Featured video games
Because Captain N: The Game Master took place in a world where video games existed as reality, a multitude of video games were used in the thirty-four episodes of the series. In some cases only areas and elements from the game were used, but the protagonist was absent (some examples include Wizards & Warriors, Dragon Warrior, and Metroid). The following video games were portrayed at least once during the series' run with the ones that appeared having their own world in Videoland:
 The Adventures of Bayou Billy – The setting of Bayouland.
 Bo Jackson Baseball – The setting of Baseball World.
 BurgerTime – The setting of Burger Time. The N Team is revealed to have a Warp Zone to this world in the Palace of Power's kitchen as seen in "Gameboy."
 California Games – This is the setting of the self-titled beach-themed world. In "The Big Game", Kevin Keene reunites with his high school friends where they compete against Dr. Wily's Robot Masters from Mega Man 2. In "A Tale of Two Dogs", Kevin and Mega Man kill time here while waiting for Dr. Light and Dr. Wily to complete their peace-keeping robot.
 Castlevania
 Castlevania II: Simon's Quest – Music from this game was used.
 Castlevania III: Dracula's Curse
 Donkey Kong – The setting of Kongoland. Music from this game was used.
 Donkey Kong Jr. – In "Simon the Ape-Man", Simon Belmont thought he was Donkey Kong Junior when he had amnesia. Music from this game was used.
 Dragon Warrior (now referred to as Dragon Quest) – The setting of Dragon's Den.
 Faxanadu – The setting of the self-titled world and is home to a race of dwarves and elves.
 Final Fantasy – The setting of the self-titled world.
 Jordan vs. Bird: One on One – The setting of Hoopworld.
 Kid Icarus – The setting for Mount Icarus. Music from this game is used.
 Marble Madness  – In the episode "I Wish I Was a Wombatman", the studio world of Marblopolis is structurally inspired by Marble Madness, right down to a giant black marble weapon with which Mother Brain attacks the N Team. Also in the earlier episode "The Trojan Dragon", the theme from the first level of Marble Madness can be heard several times.
 Mega Man – The setting of Megaland. Music from this game is used and the original Robot Masters appear in "Mega Trouble for Megaland".
 Mega Man 2 – The Robot Masters from this game are featured.
 Mega Man 3 – The Robot Masters from this game, Doc Robot, and Gamma are featured.
 Metroid – The setting of the self-titled world.
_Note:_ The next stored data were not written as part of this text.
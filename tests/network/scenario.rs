//! End-to-end scenarios: three consoles playing in one network.

// Allow test-specific patterns that are appropriate for test code
#![allow(
    clippy::panic,
    clippy::unwrap_used,
    clippy::expect_used,
    clippy::indexing_slicing
)]

use std::sync::atomic::Ordering;

use handheld_link::{DeviceId, GameLibrary, Network, Recipient, Scheduler};
use serde_json::json;

use crate::common::stubs::{CountingGame, EchoGame};
use crate::common::{assert_complete_graph, headless_device, init_tracing, FRAME};

#[test]
fn three_devices_play_and_leave() {
    init_tracing();
    let scheduler = Scheduler::manual();
    let a = headless_device("A", &scheduler);
    let b = headless_device("B", &scheduler);
    let c = headless_device("C", &scheduler);

    let mut network = Network::new();
    network.add_device(&a);
    network.add_device(&b);
    network.add_device(&c);
    assert_complete_graph(&[a.clone(), b.clone(), c.clone()]);

    let (game_a, counters_a) = CountingGame::new("Counter");
    let (game_b, counters_b) = CountingGame::new("Counter");
    let (echo, answered) = EchoGame::new();
    a.load_game(game_a);
    b.load_game(game_b);
    c.load_game(echo);
    for device in [&a, &b, &c] {
        device.turn_on();
    }
    assert_eq!(scheduler.task_count(), 3);

    a.send_network_message(Recipient::All, json!({ "type": "ping" }));
    assert_eq!(a.network_messages(false).len(), 1);
    assert_eq!(b.network_messages(false).len(), 1);
    assert_eq!(c.network_messages(false).len(), 1);

    b.send_network_message("C", json!({ "type": "ping" }));
    assert_eq!(a.network_messages(false).len(), 1);

    scheduler.advance(FRAME * 10).unwrap();

    assert_eq!(counters_a.steps(), 10);
    assert_eq!(counters_b.steps(), 10);
    assert_eq!(answered.load(Ordering::SeqCst), 2);
    // Each ping got exactly one pong back.
    let pongs_for = |device: &handheld_link::Device| {
        device
            .network_messages(false)
            .iter()
            .filter(|message| message.from() == &DeviceId::from("C"))
            .count()
    };
    assert_eq!(pongs_for(&a), 1);
    assert_eq!(pongs_for(&b), 1);
    assert!(c.network_messages(false).iter().all(|m| m.from() == c.id()));

    network.remove_device(&c);
    assert!(!a.is_connected_to(&c));
    assert!(a.is_connected_to(&b));
    a.send_network_message(Recipient::All, json!({ "type": "ping" }));
    scheduler.advance(FRAME).unwrap();
    assert_eq!(answered.load(Ordering::SeqCst), 2);

    network.clear();
    for device in [&a, &b, &c] {
        device.turn_off();
        assert_eq!(device.peer_count(), 0);
    }
    assert_eq!(scheduler.task_count(), 0);
    assert_eq!(counters_a.inits(), 1);
    assert_eq!(counters_b.inits(), 1);
}

#[test]
fn library_games_run_on_networked_devices() {
    let scheduler = Scheduler::manual();
    let mut library = GameLibrary::new();
    library.register(|| EchoGame::new().0);
    library.register(|| CountingGame::new("Counter").0);
    let echo_id = handheld_link::GameId::from_title("Echo");
    assert!(library.contains(&echo_id));

    let a = headless_device("A", &scheduler);
    let b = headless_device("B", &scheduler);
    let mut network = Network::new();
    network.add_device(&a);
    network.add_device(&b);

    let game = library.create(&echo_id).unwrap();
    b.load_game(game);
    b.turn_on();
    assert_eq!(b.game_metadata().unwrap().title(), "Echo");

    a.send_network_message(&b, json!({ "type": "ping" }));
    scheduler.advance(FRAME).unwrap();

    let replies = a
        .network_messages(true)
        .into_iter()
        .filter(|message| message.from() == b.id())
        .count();
    assert_eq!(replies, 1);
}

#[test]
fn late_joiner_only_sees_new_traffic() {
    let scheduler = Scheduler::manual();
    let a = headless_device("A", &scheduler);
    let b = headless_device("B", &scheduler);
    let mut network = Network::new();
    network.add_device(&a);
    network.add_device(&b);
    a.send_network_message(Recipient::All, json!("before"));

    let late = headless_device("Late", &scheduler);
    network.add_device(&late);
    a.send_network_message(Recipient::All, json!("after"));

    let seen: Vec<_> = late
        .network_messages(false)
        .iter()
        .map(|message| message.data().clone())
        .collect();
    assert_eq!(seen, vec![json!("after")]);
    assert_eq!(b.network_messages(false).len(), 2);
}
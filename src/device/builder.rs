//! Configuration and construction of devices.
//!
//! | Preset | Frame rate | Use |
//! |--------|------------|-----|
//! | `DeviceConfig::default()` | 60 | Regular play |
//! | `DeviceConfig::low_power()` | 30 | Many devices on one driver |
//! | `DeviceConfig::high_refresh()` | 120 | Fast-paced games |
//!
//! # Example
//!
//! ```
//! use handheld_link::{DeviceBuilder, DeviceConfig, Scheduler};
//! use handheld_link::surface::HeadlessCanvas;
//!
//! # fn main() -> Result<(), handheld_link::HandheldError> {
//! let scheduler = Scheduler::manual();
//! let device = DeviceBuilder::new("device-1")
//!     .with_config(DeviceConfig::low_power())?
//!     .with_color_seed(7)
//!     .build(HeadlessCanvas::new(160, 144), &scheduler)?;
//! assert_eq!(device.frame_rate(), 30);
//! # Ok(())
//! # }
//! ```

use web_time::Duration;

use crate::rng::{Pcg32, Rng, SeedableRng};
use crate::surface::{Color, SurfaceProvider};
use crate::{Device, DeviceId, HandheldError, HandheldResult, Scheduler, DEFAULT_FRAME_RATE};

/// Pastel shells a device frame may be painted in.
pub const FRAME_PALETTE: [Color; 10] = [
    Color::rgb(0x8b, 0xcd, 0xcd),
    Color::rgb(0xa6, 0xdc, 0xef),
    Color::rgb(0xff, 0xaa, 0xa5),
    Color::rgb(0xff, 0xd3, 0xb6),
    Color::rgb(0xdc, 0xed, 0xc1),
    Color::rgb(0xfd, 0xff, 0xbc),
    Color::rgb(0xd9, 0xa5, 0xb3),
    Color::rgb(0xc6, 0xd8, 0xff),
    Color::rgb(0xb8, 0xe0, 0xd2),
    Color::rgb(0xd6, 0xcb, 0xd3),
];

/// The pale green of a blank screen.
pub const SCREEN_COLOR: Color = Color::rgb(0xc4, 0xcf, 0xa1);

/// Default bound of a device's event queue.
pub const DEFAULT_EVENT_QUEUE_SIZE: usize = 100;

/// Highest supported frame rate; one tick per millisecond.
pub const MAX_FRAME_RATE: u32 = 1000;

/// Per-device settings.
///
/// # Forward Compatibility
///
/// New fields may be added to this struct in future versions. Use the
/// `..DeviceConfig::default()` pattern when constructing instances.
#[derive(Debug, Clone, Copy, PartialEq, Eq)]
#[must_use = "DeviceConfig has no effect unless passed to DeviceBuilder::with_config()"]
pub struct DeviceConfig {
    /// Ticks per second while the device is on.
    ///
    /// Default: 60
    pub frame_rate: u32,
    /// Frame color. `None` picks one from [`FRAME_PALETTE`] at random.
    pub frame_color: Option<Color>,
    /// Color the screen is cleared to.
    ///
    /// Default: [`SCREEN_COLOR`]
    pub screen_color: Color,
    /// Events kept before the oldest are dropped.
    ///
    /// Default: 100
    pub event_queue_size: usize,
}

impl Default for DeviceConfig {
    fn default() -> Self {
        Self {
            frame_rate: DEFAULT_FRAME_RATE,
            frame_color: None,
            screen_color: SCREEN_COLOR,
            event_queue_size: DEFAULT_EVENT_QUEUE_SIZE,
        }
    }
}

impl DeviceConfig {
    /// Creates a new `DeviceConfig` with default values.
    pub fn new() -> Self {
        Self::default()
    }

    /// Half the default frame rate.
    pub fn low_power() -> Self {
        Self {
            frame_rate: 30,
            ..Self::default()
        }
    }

    /// Twice the default frame rate.
    pub fn high_refresh() -> Self {
        Self {
            frame_rate: 120,
            ..Self::default()
        }
    }

    /// Time between two ticks.
    #[must_use]
    pub fn frame_period(&self) -> Duration {
        Duration::from_secs(1) / self.frame_rate.max(1)
    }

    /// Validates the configuration.
    ///
    /// # Errors
    ///
    /// Returns [`HandheldError::InvalidConfig`] if the frame rate is outside
    /// `1..=MAX_FRAME_RATE` or the event queue size is zero.
    pub fn validate(&self) -> HandheldResult<()> {
        if self.frame_rate == 0 {
            return Err(HandheldError::InvalidConfig {
                info: "frame rate must be at least 1".to_owned(),
            });
        }
        if self.frame_rate > MAX_FRAME_RATE {
            return Err(HandheldError::InvalidConfig {
                info: format!(
                    "frame rate {} exceeds the maximum of {}",
                    self.frame_rate, MAX_FRAME_RATE
                ),
            });
        }
        if self.event_queue_size == 0 {
            return Err(HandheldError::InvalidConfig {
                info: "event queue size must be at least 1".to_owned(),
            });
        }
        Ok(())
    }
}

/// Builds a [`Device`].
///
/// [`Device::new`] is shorthand for `DeviceBuilder::new(id).build(provider, scheduler)`.
#[derive(Debug, Clone)]
#[must_use = "DeviceBuilder does nothing until build() is called"]
pub struct DeviceBuilder {
    id: DeviceId,
    config: DeviceConfig,
    color_seed: Option<u64>,
}

impl DeviceBuilder {
    /// Starts building a device with the given id and default settings.
    pub fn new(id: impl Into<DeviceId>) -> Self {
        Self {
            id: id.into(),
            config: DeviceConfig::default(),
            color_seed: None,
        }
    }

    /// Replaces the whole configuration.
    ///
    /// # Errors
    ///
    /// Returns [`HandheldError::InvalidConfig`] if `config` does not validate.
    pub fn with_config(mut self, config: DeviceConfig) -> HandheldResult<Self> {
        config.validate()?;
        self.config = config;
        Ok(self)
    }

    /// Sets the ticks per second.
    ///
    /// # Errors
    ///
    /// Returns [`HandheldError::InvalidConfig`] for 0 or anything above [`MAX_FRAME_RATE`].
    pub fn with_frame_rate(mut self, frame_rate: u32) -> HandheldResult<Self> {
        let config = DeviceConfig {
            frame_rate,
            ..self.config
        };
        config.validate()?;
        self.config = config;
        Ok(self)
    }

    /// Fixes the frame color instead of picking one at random.
    pub fn with_frame_color(mut self, color: Color) -> Self {
        self.config.frame_color = Some(color);
        self
    }

    /// Sets the color the screen is cleared to.
    pub fn with_screen_color(mut self, color: Color) -> Self {
        self.config.screen_color = color;
        self
    }

    /// Sets how many undrained events are kept.
    ///
    /// # Errors
    ///
    /// Returns [`HandheldError::InvalidConfig`] for 0.
    pub fn with_event_queue_size(mut self, size: usize) -> HandheldResult<Self> {
        let config = DeviceConfig {
            event_queue_size: size,
            ..self.config
        };
        config.validate()?;
        self.config = config;
        Ok(self)
    }

    /// Seeds the random frame color pick so it is reproducible.
    pub fn with_color_seed(mut self, seed: u64) -> Self {
        self.color_seed = Some(seed);
        self
    }

    /// Acquires a surface from `provider` and creates the device, powered off and
    /// without a game.
    ///
    /// # Errors
    ///
    /// - [`HandheldError::InvalidConfig`] if the configuration does not validate.
    /// - [`HandheldError::SurfaceUnavailable`] if `provider` yields no surface.
    pub fn build<P: SurfaceProvider>(
        self,
        mut provider: P,
        scheduler: &Scheduler,
    ) -> HandheldResult<Device> {
        self.config.validate()?;
        let surface = provider
            .acquire_surface()
            .ok_or_else(|| HandheldError::SurfaceUnavailable {
                device_id: self.id.clone(),
            })?;

        let frame_color = match self.config.frame_color {
            Some(color) => color,
            None => {
                let mut rng = match self.color_seed {
                    Some(seed) => Pcg32::seed_from_u64(seed),
                    None => Pcg32::from_entropy(),
                };
                rng.choose(&FRAME_PALETTE)
                    .copied()
                    .unwrap_or(FRAME_PALETTE[0])
            },
        };

        Ok(Device::from_parts(
            self.id,
            self.config,
            frame_color,
            surface,
            scheduler.clone(),
        ))
    }
}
Music from this game is also used.
 Nemesis – Music from this game is mostly used in Season 2. "The Trojan Dragon", for example, features this game's Stage 2 theme "Fortress" during the first minute of the episode. This same music was also used in the Japan-only Famicom game Gradius II.
 Mike Tyson's Punch-Out!! – Te setting of Punch-Out. Music from this game is used.
 Paperboy – The setting of News World where the Daily Sun newspaper is published.
 Puss 'n Boots: Pero's Great Adventure – The setting of Puss 'n Boots and is inhabited by anthropomorphic animals.
 Robin Hood: Prince of Thieves – The setting of Nottingham.
 Solar Striker – Music from this game is used. The episode "Germ Wars", among others, used the Stage 1/2 theme from this game.
 Super Mario Bros. – In the first episode, Kevin briefly compares the Ultimate Warp Zone to this game. Many of the sound effects came from this game, such as jumping. The music for both the underground and fortress stages also is featured. Also, background music and featured songs were shared with The Super Mario Bros. Super Show!.
 Super Mario Bros. 2 – Music from this game is used.
 Tetris – The setting of its self-titled world. Music from this game is used.
 Wizards & Warriors – The setting of Excalibur where it is filled with giant spiders, werewolves, and other known foes. In "Nightmare on Mother Brain's Street", the N Team traveled to the world of Wizards & Warriors and battled the resident villain the wizard Malkil who also appeared on a few times on The Power Team opposite his enemy the knight Kuros.
 The Legend of Zelda – The setting of Hyrule.
 Zelda II: The Adventure of Link – Rebonack appears from this game.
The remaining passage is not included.